ABSTRACT

In this study I have attempted to show correspondences and points of

engagement between Dostoevsky’s works and key aspects of Slavophile thought.

Focusing on the concepts of sobornost¡ and tsel¡nost¡ has enabled me to identify unity, brotherhood and freedom as fundamental to Dostoevsky’s world view, and

to trace the development and interconnecting relationship of these notions in his

œuvre. I have used Slavophilism as a lens with which to gain a new perspective

on these ideas and to place them at the forefront of Dostoevsky’s concerns.
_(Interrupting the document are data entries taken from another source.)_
//! Pipeline configuration.
//!
//! The request context carries the configuration through to every producer
//! without interpreting it. Only the entry point reads `prefetch_enabled`.

use crate::errors::{PipelineError, PipelineResult};
use serde::{Deserialize, Serialize};
use std::collections::HashMap;
use std::path::Path;

/// Configuration shared by all requests of one pipeline.
#[derive(Debug, Clone, PartialEq, Serialize, Deserialize)]
pub struct PipelineConfig {
    /// Maximum number of requests in flight at once.
    #[serde(default = "default_max_concurrent_requests")]
    pub max_concurrent_requests: usize,
    /// Whether prefetch requests are executed at all.
    #[serde(default = "default_true")]
    pub prefetch_enabled: bool,
    /// Whether decoders may downsample to the requested size.
    #[serde(default)]
    pub downsample_enabled: bool,
    /// Whether progressive JPEG scans are surfaced as intermediate results.
    #[serde(default = "default_true")]
    pub progressive_rendering_enabled: bool,
    /// Event name reported to listeners when a cancellation callback panics.
    #[serde(default = "default_callback_fault_event_name")]
    pub callback_fault_event_name: String,
    /// Free-form experiment flags passed through to producers.
    #[serde(default)]
    pub experiments: HashMap<String, serde_json::Value>,
}

fn default_max_concurrent_requests() -> usize {
    64
}

fn default_true() -> bool {
    true
}

fn default_callback_fault_event_name() -> String {
    "cancellation_callback_failed".to_string()
}

impl Default for PipelineConfig {
    fn default() -> Self {
        Self {
            max_concurrent_requests: default_max_concurrent_requests(),
            prefetch_enabled: true,
            downsample_enabled: false,
            progressive_rendering_enabled: true,
            callback_fault_event_name: default_callback_fault_event_name(),
            experiments: HashMap::new(),
        }
    }
}

impl PipelineConfig {
    /// Creates a configuration with defaults.
    #[must_use]
    pub fn new() -> Self {
        Self::default()
    }

    /// Parses and validates a JSON configuration.
    pub fn from_json_str(json: &str) -> PipelineResult<Self> {
        let config: Self = serde_json::from_str(json)?;
        config.validate()?;
        Ok(config)
    }

    /// Reads, parses and validates a JSON configuration file.
    pub fn from_file(path: impl AsRef<Path>) -> PipelineResult<Self> {
        let contents = std::fs::read_to_string(path)?;
        Self::from_json_str(&contents)
    }

    /// Checks invariants serde cannot express.
    pub fn validate(&self) -> PipelineResult<()> {
        if self.max_concurrent_requests == 0 {
            return Err(PipelineError::config("max_concurrent_requests must be at least 1"));
        }
        if self.callback_fault_event_name.trim().is_empty() {
            return Err(PipelineError::config("callback_fault_event_name must not be empty"));
        }
        Ok(())
    }

    /// Sets the concurrency limit.
    #[must_use]
    pub fn with_max_concurrent_requests(mut self, max: usize) -> Self {
        self.max_concurrent_requests = max;
        self
    }

    /// Enables or disables prefetching.
    #[must_use]
    pub fn with_prefetch_enabled(mut self, enabled: bool) -> Self {
        self.prefetch_enabled = enabled;
        self
    }

    /// Enables or disables downsampling.
    #[must_use]
    pub fn with_downsample_enabled(mut self, enabled: bool) -> Self {
        self.downsample_enabled = enabled;
        self
    }

    /// Adds an experiment flag.
    #[must_use]
    pub fn with_experiment(mut self, key: impl Into<String>, value: serde_json::Value) -> Self {
        self.experiments.insert(key.into(), value);
        self
    }

    /// Returns an experiment flag as a bool, `false` if absent.
    #[must_use]
    pub fn experiment_enabled(&self, key: &str) -> bool {
        self.experiments
            .get(key)
            .and_then(serde_json::Value::as_bool)
            .unwrap_or(false)
    }
}

#[cfg(test)]
mod tests {
    use super::*;
    use std::io::Write;

    #[test]
    fn test_defaults() {
        let config = PipelineConfig::new();
        assert_eq!(config.max_concurrent_requests, 64);
        assert!(config.prefetch_enabled);
        assert!(!config.downsample_enabled);
        assert_eq!(config.callback_fault_event_name, "cancellation_callback_failed");
        assert!(config.validate().is_ok());
    }

    #[test]
    fn test_from_json_partial() {
        let config = PipelineConfig::from_json_str(
            r#"{"prefetch_enabled": false, "experiments": {"fast_decode": true}}"#,
        )
        .unwrap();

        assert!(!config.prefetch_enabled);
        assert_eq!(config.max_concurrent_requests, 64);
        assert!(config.experiment_enabled("fast_decode"));
        assert!(!config.experiment_enabled("missing"));
    }

    #[test]
    fn test_from_json_invalid() {
        let err = PipelineConfig::from_json_str(r#"{"max_concurrent_requests": 0}"#).unwrap_err();
        assert!(matches!(err, PipelineError::Config(_)));

        let err = PipelineConfig::from_json_str("not json").unwrap_err();
        assert!(matches!(err, PipelineError::Serialization(_)));
    }

    #[test]
    fn test_from_file() {
        let mut file = tempfile::NamedTempFile::new().unwrap();
        write!(file, r#"{{"downsample_enabled": true}}"#).unwrap();

        let config = PipelineConfig::from_file(file.path()).unwrap();
        assert!(config.downsample_enabled);
    }

    #[test]
    fn test_from_missing_file() {
        let err = PipelineConfig::from_file("/nonexistent/imagepipe.json").unwrap_err();
        assert!(matches!(err, PipelineError::Io(_)));
    }

    #[test]
    fn test_builders() {
        let config = PipelineConfig::new()
            .with_max_concurrent_requests(4)
            .with_prefetch_enabled(false)
            .with_downsample_enabled(true)
            .with_experiment("x", serde_json::json!(true));

        assert_eq!(config.max_concurrent_requests, 4);
        assert!(!config.prefetch_enabled);
        assert!(config.downsample_enabled);
        assert!(config.experiment_enabled("x"));
    }
}
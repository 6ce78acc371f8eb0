//! Test fixtures for producer and context testing.

use std::sync::atomic::{AtomicUsize, Ordering};
use std::sync::Arc;

use crate::cancellation::ProducerContextCallbacks;
use crate::config::PipelineConfig;
use crate::context::RequestContext;
use crate::core::{ImageRequest, Priority, RequestLevel};
use crate::listener::ProducerListener;

/// Default URI used by [`TestRequest`].
pub const TEST_IMAGE_URI: &str = "https://images.example.com/test.jpg";

/// A request context builder with test-friendly defaults.
#[derive(Default)]
pub struct TestRequest {
    uri: Option<String>,
    id: Option<String>,
    priority: Option<Priority>,
    level: Option<RequestLevel>,
    prefetch: bool,
    intermediate: bool,
    listener: Option<Arc<dyn ProducerListener>>,
    config: Option<PipelineConfig>,
}

impl TestRequest {
    /// Creates a new test request.
    #[must_use]
    pub fn new() -> Self {
        Self::default()
    }

    /// Sets the source URI.
    #[must_use]
    pub fn with_uri(mut self, uri: impl Into<String>) -> Self {
        self.uri = Some(uri.into());
        self
    }

    /// Sets the request id.
    #[must_use]
    pub fn with_id(mut self, id: impl Into<String>) -> Self {
        self.id = Some(id.into());
        self
    }

    /// Sets the priority.
    #[must_use]
    pub fn with_priority(mut self, priority: Priority) -> Self {
        self.priority = Some(priority);
        self
    }

    /// Sets the lowest permitted level.
    #[must_use]
    pub fn with_level(mut self, level: RequestLevel) -> Self {
        self.level = Some(level);
        self
    }

    /// Marks the request as a prefetch.
    #[must_use]
    pub fn with_prefetch(mut self, prefetch: bool) -> Self {
        self.prefetch = prefetch;
        self
    }

    /// Sets whether intermediate results are expected.
    #[must_use]
    pub fn with_intermediate_results(mut self, expected: bool) -> Self {
        self.intermediate = expected;
        self
    }

    /// Sets the listener.
    #[must_use]
    pub fn with_listener(mut self, listener: Arc<dyn ProducerListener>) -> Self {
        self.listener = Some(listener);
        self
    }

    /// Sets the pipeline configuration.
    #[must_use]
    pub fn with_config(mut self, config: PipelineConfig) -> Self {
        self.config = Some(config);
        self
    }

    /// Returns the image request this fixture would use.
    #[must_use]
    pub fn image_request(&self) -> ImageRequest {
        ImageRequest::new(self.uri.clone().unwrap_or_else(|| TEST_IMAGE_URI.to_string()))
    }

    /// Builds the shared context.
    #[must_use]
    pub fn build(self) -> Arc<RequestContext> {
        let mut builder = RequestContext::builder(self.image_request())
            .prefetch(self.prefetch)
            .intermediate_results_expected(self.intermediate);

        if let Some(id) = self.id {
            builder = builder.id(id);
        }
        if let Some(priority) = self.priority {
            builder = builder.priority(priority);
        }
        if let Some(level) = self.level {
            builder = builder.lowest_permitted_level(level);
        }
        if let Some(listener) = self.listener {
            builder = builder.listener(listener);
        }
        if let Some(config) = self.config {
            builder = builder.config(Arc::new(config));
        }

        builder.build()
    }
}

/// Callbacks counting how often cancellation was delivered.
#[derive(Debug)]
pub struct CountingCallbacks {
    label: String,
    count: AtomicUsize,
}

impl CountingCallbacks {
    /// Creates a counter with the given name.
    #[must_use]
    pub fn new(label: impl Into<String>) -> Self {
        Self {
            label: label.into(),
            count: AtomicUsize::new(0),
        }
    }

    /// Returns the number of deliveries.
    #[must_use]
    pub fn count(&self) -> usize {
        self.count.load(Ordering::SeqCst)
    }

    /// Returns the callback name.
    #[must_use]
    pub fn label(&self) -> &str {
        &self.label
    }
}

impl ProducerContextCallbacks for CountingCallbacks {
    fn name(&self) -> &str {
        &self.label
    }

    fn on_cancellation_requested(&self) {
        self.count.fetch_add(1, Ordering::SeqCst);
    }
}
By

doing this I have shown that Dostoevsky’s ideas derive from a distinct strand of

nineteenth-century Russian thought and stand as a natural successor to the

philosophies of Khomiakov and Kireevsky. Although he did not choose to accept

the precepts of Slavophilism wholesale or declare allegiance to it, he used his

engagement with it and his awareness of its cultural background to define and

develop his own set of ideas and beliefs. By concentrating initially on views

found in Dostoevsky’s non-fiction, letters and notebooks, and by deliberately

leaving aside the issue of the complexities of establishing authorial opinion, I

have offered a picture of what Dostoevsky may be reasonably assumed to have

believed with regard to Slavophile thought. I have shown how Dostoevsky drew

from the ideological environment of his time and defined his own position. By

examining his active engagement with Slavophile figures and his pronounce-

ments on issues with which they were commonly concerned, I have established

with a new degree of precision where the writer stood in relation to both

Slavophiles and Westernizers, and the thinkers that succeeded the proponents of

these movements.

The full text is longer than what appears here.